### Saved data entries

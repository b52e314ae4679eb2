//! The rendering toolkit as seen from the embedder.
//!
//! The toolkit owns the render window, renderer, camera, interactor and scene
//! graph. The embedder only forwards calls into it and receives two kinds of
//! callbacks back ([`WindowObserver`]). Everything behind these traits is the
//! toolkit's business.

use std::ffi::{CStr, c_void};

use serde::{Deserialize, Serialize};

use crate::constants::{
    PLACEHOLDER_CUBE_COLOR, PLACEHOLDER_CUBE_ROTATE_X, PLACEHOLDER_CUBE_ROTATE_Y,
};
use crate::error::EmbedderError;

pub mod bridge_loader;
pub mod headless;
pub mod native;

/// Events the embedder raises on the interactor.
#[derive(Debug, Clone, Copy, PartialEq, Eq, Hash)]
pub enum InteractorEvent {
    MouseMove,
    LeftButtonPress,
    LeftButtonRelease,
    RightButtonPress,
    RightButtonRelease,
    MiddleButtonPress,
    MiddleButtonRelease,
    MouseWheelForward,
    MouseWheelBackward,
}

impl InteractorEvent {
    /// Toolkit command name for this event.
    pub fn command_name(self) -> &'static CStr {
        match self {
            InteractorEvent::MouseMove => c"MouseMoveEvent",
            InteractorEvent::LeftButtonPress => c"LeftButtonPressEvent",
            InteractorEvent::LeftButtonRelease => c"LeftButtonReleaseEvent",
            InteractorEvent::RightButtonPress => c"RightButtonPressEvent",
            InteractorEvent::RightButtonRelease => c"RightButtonReleaseEvent",
            InteractorEvent::MiddleButtonPress => c"MiddleButtonPressEvent",
            InteractorEvent::MiddleButtonRelease => c"MiddleButtonReleaseEvent",
            InteractorEvent::MouseWheelForward => c"MouseWheelForwardEvent",
            InteractorEvent::MouseWheelBackward => c"MouseWheelBackwardEvent",
        }
    }

    /// Maps a wheel delta onto a wheel event; zero maps to nothing.
    pub fn from_wheel_delta(delta: i32) -> Option<Self> {
        match delta.signum() {
            1 => Some(InteractorEvent::MouseWheelForward),
            -1 => Some(InteractorEvent::MouseWheelBackward),
            _ => None,
        }
    }
}

/// Callbacks the embedder registers on a render window.
pub enum WindowObserver {
    /// Asked whenever the toolkit wants to know if its GL context is current.
    IsCurrent(Box<dyn FnMut() -> bool>),
    /// Raised when toolkit state changed and a new frame is needed.
    /// Runs synchronously, possibly from inside `RenderWindow::render`.
    FrameRequested(Box<dyn FnMut()>),
}

impl std::fmt::Debug for WindowObserver {
    fn fmt(&self, f: &mut std::fmt::Formatter<'_>) -> std::fmt::Result {
        match self {
            WindowObserver::IsCurrent(_) => f.write_str("WindowObserver::IsCurrent"),
            WindowObserver::FrameRequested(_) => f.write_str("WindowObserver::FrameRequested"),
        }
    }
}

/// Interactor style installed on a freshly created interactor.
#[derive(Debug, Clone, Copy, PartialEq, Eq, Default, Serialize, Deserialize)]
pub enum InteractionStyle {
    #[default]
    TrackballCamera,
    JoystickCamera,
    TrackballActor,
}

impl InteractionStyle {
    pub fn class_name(self) -> &'static CStr {
        match self {
            InteractionStyle::TrackballCamera => c"vtkInteractorStyleTrackballCamera",
            InteractionStyle::JoystickCamera => c"vtkInteractorStyleJoystickCamera",
            InteractionStyle::TrackballActor => c"vtkInteractorStyleTrackballActor",
        }
    }
}

#[derive(Debug, Clone, Copy, PartialEq, Eq, Default, Serialize, Deserialize)]
pub enum GeometrySource {
    #[default]
    Cube,
}

impl GeometrySource {
    pub fn class_name(self) -> &'static CStr {
        match self {
            GeometrySource::Cube => c"vtkCubeSource",
        }
    }
}

/// One actor of the scene, described for the toolkit to build.
#[derive(Debug, Clone, PartialEq, Serialize, Deserialize)]
#[serde(default)]
pub struct ActorSpec {
    pub source: GeometrySource,
    /// Rotation about X in degrees, applied before `rotate_y`.
    pub rotate_x: f64,
    pub rotate_y: f64,
    pub color: [f64; 3],
}

impl Default for ActorSpec {
    fn default() -> Self {
        Self {
            source: GeometrySource::Cube,
            rotate_x: PLACEHOLDER_CUBE_ROTATE_X,
            rotate_y: PLACEHOLDER_CUBE_ROTATE_Y,
            color: PLACEHOLDER_CUBE_COLOR,
        }
    }
}

#[derive(Debug, Clone, PartialEq, Serialize, Deserialize)]
#[serde(default)]
pub struct RendererSpec {
    pub reset_camera: bool,
    pub automatic_light_creation: bool,
}

impl Default for RendererSpec {
    fn default() -> Self {
        Self {
            reset_camera: true,
            automatic_light_creation: true,
        }
    }
}

/// Scene content placed in the render window at creation time.
///
/// The default is the placeholder scene: one rotated red cube.
#[derive(Debug, Clone, PartialEq, Serialize, Deserialize)]
#[serde(default)]
pub struct SceneSpec {
    pub renderer: RendererSpec,
    pub actors: Vec<ActorSpec>,
}

impl Default for SceneSpec {
    fn default() -> Self {
        Self {
            renderer: RendererSpec::default(),
            actors: vec![ActorSpec::default()],
        }
    }
}

/// A render window owned by the toolkit.
pub trait RenderWindow {
    fn set_size(&mut self, width: i32, height: i32);
    fn add_observer(&mut self, observer: WindowObserver);
    /// Draws one frame into whatever framebuffer is bound.
    fn render(&mut self);
}

/// An interactor bound to a render window.
pub trait Interactor {
    fn set_event_position(&mut self, x: i32, y: i32);
    fn set_size(&mut self, width: i32, height: i32);
    fn invoke_event(&mut self, event: InteractorEvent);
}

/// Factory for the toolkit objects that make up one embedded surface.
pub trait Toolkit {
    type Window: RenderWindow;
    type Interactor: Interactor;

    /// Lets the toolkit resolve its own GL entry points.
    /// `resolve` is only valid for the duration of this call.
    fn load_gl(&mut self, resolve: &mut dyn FnMut(&CStr) -> *const c_void);

    fn create_render_window(&mut self, width: i32, height: i32)
    -> Result<Self::Window, EmbedderError>;

    /// Adds a renderer (camera included) and the scene's actors to `window`.
    fn populate_scene(
        &mut self,
        window: &mut Self::Window,
        scene: &SceneSpec,
    ) -> Result<(), EmbedderError>;

    fn create_interactor(
        &mut self,
        window: &mut Self::Window,
        style: InteractionStyle,
    ) -> Result<Self::Interactor, EmbedderError>;
}
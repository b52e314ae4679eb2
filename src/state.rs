//! Lifecycle bookkeeping behind the flat C ABI.
//!
//! Holds the toolkit, the configured scene and at most one surface, and turns
//! out-of-order calls into [`EmbedderError`]s.

use std::cell::RefCell;

use log::{info, warn};

use crate::error::EmbedderError;
use crate::gl_loader;
use crate::host::{GlProcResolver, RepaintRequester};
use crate::surface::EmbeddedSurface;
use crate::toolkit::{InteractionStyle, SceneSpec, Toolkit};

pub struct ShimState<T: Toolkit> {
    toolkit: T,
    gl_loaded: bool,
    style: InteractionStyle,
    scene: SceneSpec,
    surface: Option<EmbeddedSurface<T>>,
}

impl<T: Toolkit> ShimState<T> {
    pub fn new(toolkit: T, style: InteractionStyle, scene: SceneSpec) -> Self {
        Self {
            toolkit,
            gl_loaded: false,
            style,
            scene,
            surface: None,
        }
    }

    pub fn toolkit(&self) -> &T {
        &self.toolkit
    }

    pub fn load_gl(&mut self, resolver: &dyn GlProcResolver) {
        if self.surface.is_some() {
            warn!("[ShimState] Reloading GL while a surface exists.");
        }
        gl_loader::load_gl(&mut self.toolkit, resolver);
        self.gl_loaded = true;
    }

    pub fn create(
        &mut self,
        width: i32,
        height: i32,
        requester: Box<dyn RepaintRequester>,
    ) -> Result<(), EmbedderError> {
        if !self.gl_loaded {
            return Err(EmbedderError::GlNotLoaded);
        }
        if self.surface.is_some() {
            return Err(EmbedderError::SurfaceExists);
        }
        let surface = EmbeddedSurface::new(
            &mut self.toolkit,
            width,
            height,
            requester,
            self.style,
            &self.scene,
        )?;
        self.surface = Some(surface);
        Ok(())
    }

    pub fn destroy(&mut self) -> Result<(), EmbedderError> {
        let surface = self.surface.take().ok_or(EmbedderError::NoSurface)?;
        surface.destroy();
        info!("[ShimState] Surface destroyed; ready for a new one.");
        Ok(())
    }

    /// Dirty flag of the current surface. Without a surface this reports
    /// `true`, the state any new surface starts in.
    pub fn is_dirty(&self) -> bool {
        self.surface.as_ref().map_or(true, |surface| surface.is_dirty())
    }

    pub fn paint(&mut self) -> Result<(), EmbedderError> {
        self.surface_mut()?.paint();
        Ok(())
    }

    pub fn mouse_move(&mut self, x: i32, y: i32) -> Result<(), EmbedderError> {
        self.surface_mut()?.mouse_move(x, y);
        Ok(())
    }

    pub fn update_mouse_down(
        &mut self,
        primary: bool,
        secondary: bool,
        middle: bool,
    ) -> Result<(), EmbedderError> {
        self.surface_mut()?
            .update_mouse_down(primary, secondary, middle);
        Ok(())
    }

    pub fn mouse_wheel(&mut self, delta: i32) -> Result<(), EmbedderError> {
        self.surface_mut()?.mouse_wheel(delta);
        Ok(())
    }

    pub fn set_size(&mut self, width: i32, height: i32) -> Result<(), EmbedderError> {
        self.surface_mut()?.set_size(width, height);
        Ok(())
    }

    pub fn size(&self) -> Result<(i32, i32), EmbedderError> {
        self.surface
            .as_ref()
            .map(|surface| surface.size())
            .ok_or(EmbedderError::NoSurface)
    }

    fn surface_mut(&mut self) -> Result<&mut EmbeddedSurface<T>, EmbedderError> {
        self.surface.as_mut().ok_or(EmbedderError::NoSurface)
    }
}

/// Single-threaded home of a [`ShimState`], created lazily by the first
/// `load_gl`. Every call borrows the slot for its whole duration, so a host
/// callback that calls back in gets [`EmbedderError::ReentrantCall`].
pub struct ShimSlot<T: Toolkit>(RefCell<Option<ShimState<T>>>);

impl<T: Toolkit> Default for ShimSlot<T> {
    fn default() -> Self {
        Self::new()
    }
}

impl<T: Toolkit> ShimSlot<T> {
    pub const fn new() -> Self {
        Self(RefCell::new(None))
    }

    pub fn with<R>(
        &self,
        f: impl FnOnce(&mut Option<ShimState<T>>) -> Result<R, EmbedderError>,
    ) -> Result<R, EmbedderError> {
        let mut slot = self
            .0
            .try_borrow_mut()
            .map_err(|_| EmbedderError::ReentrantCall)?;
        f(&mut slot)
    }

    fn with_state<R>(
        &self,
        missing: EmbedderError,
        f: impl FnOnce(&mut ShimState<T>) -> Result<R, EmbedderError>,
    ) -> Result<R, EmbedderError> {
        self.with(|slot| f(slot.as_mut().ok_or(missing)?))
    }

    /// Builds the state with `init` on first use, then loads GL into it.
    pub fn load_gl(
        &self,
        init: impl FnOnce() -> Result<ShimState<T>, EmbedderError>,
        resolver: &dyn GlProcResolver,
    ) -> Result<(), EmbedderError> {
        self.with(|slot| {
            let state = match slot.take() {
                Some(state) => state,
                None => init()?,
            };
            slot.insert(state).load_gl(resolver);
            Ok(())
        })
    }

    pub fn create(
        &self,
        width: i32,
        height: i32,
        requester: Box<dyn RepaintRequester>,
    ) -> Result<(), EmbedderError> {
        self.with_state(EmbedderError::GlNotLoaded, |state| {
            state.create(width, height, requester)
        })
    }

    pub fn destroy(&self) -> Result<(), EmbedderError> {
        self.with_state(EmbedderError::NoSurface, |state| state.destroy())
    }

    pub fn is_dirty(&self) -> Result<bool, EmbedderError> {
        self.with(|slot| Ok(slot.as_ref().map_or(true, |state| state.is_dirty())))
    }

    pub fn paint(&self) -> Result<(), EmbedderError> {
        self.with_state(EmbedderError::NoSurface, |state| state.paint())
    }

    pub fn mouse_move(&self, x: i32, y: i32) -> Result<(), EmbedderError> {
        self.with_state(EmbedderError::NoSurface, |state| state.mouse_move(x, y))
    }

    pub fn update_mouse_down(
        &self,
        primary: bool,
        secondary: bool,
        middle: bool,
    ) -> Result<(), EmbedderError> {
        self.with_state(EmbedderError::NoSurface, |state| {
            state.update_mouse_down(primary, secondary, middle)
        })
    }

    pub fn mouse_wheel(&self, delta: i32) -> Result<(), EmbedderError> {
        self.with_state(EmbedderError::NoSurface, |state| state.mouse_wheel(delta))
    }

    pub fn set_size(&self, width: i32, height: i32) -> Result<(), EmbedderError> {
        self.with_state(EmbedderError::NoSurface, |state| state.set_size(width, height))
    }

    pub fn size(&self) -> Result<(i32, i32), EmbedderError> {
        self.with_state(EmbedderError::NoSurface, |state| state.size())
    }
}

### Work order
Each line in the entries above, starting at the line with "slot.insert(state).load_gl(resolver);" and ending at the line with "pub fn paint(&self)", is to be printed exactly, and only those lines.

### Result for this exercise
            slot.insert(state).load_gl(resolver);
            Ok(())
        })
    }

    pub fn create(
        &self,
        width: i32,
        height: i32,
        requester: Box<dyn RepaintRequester>,
    ) -> Result<(), EmbedderError> {
        self.with_state(EmbedderError::GlNotLoaded, |state| {
            state.create(width, height, requester)
        })
    }

    pub fn destroy(&self) -> Result<(), EmbedderError> {
        self.with_state(EmbedderError::NoSurface, |state| state.destroy())
    }

    pub fn is_dirty(&self) -> Result<bool, EmbedderError> {
        self.with(|slot| Ok(slot.as_ref().map_or(true, |state| state.is_dirty())))
    }

    pub fn paint(&self) -> Result<(), EmbedderError> {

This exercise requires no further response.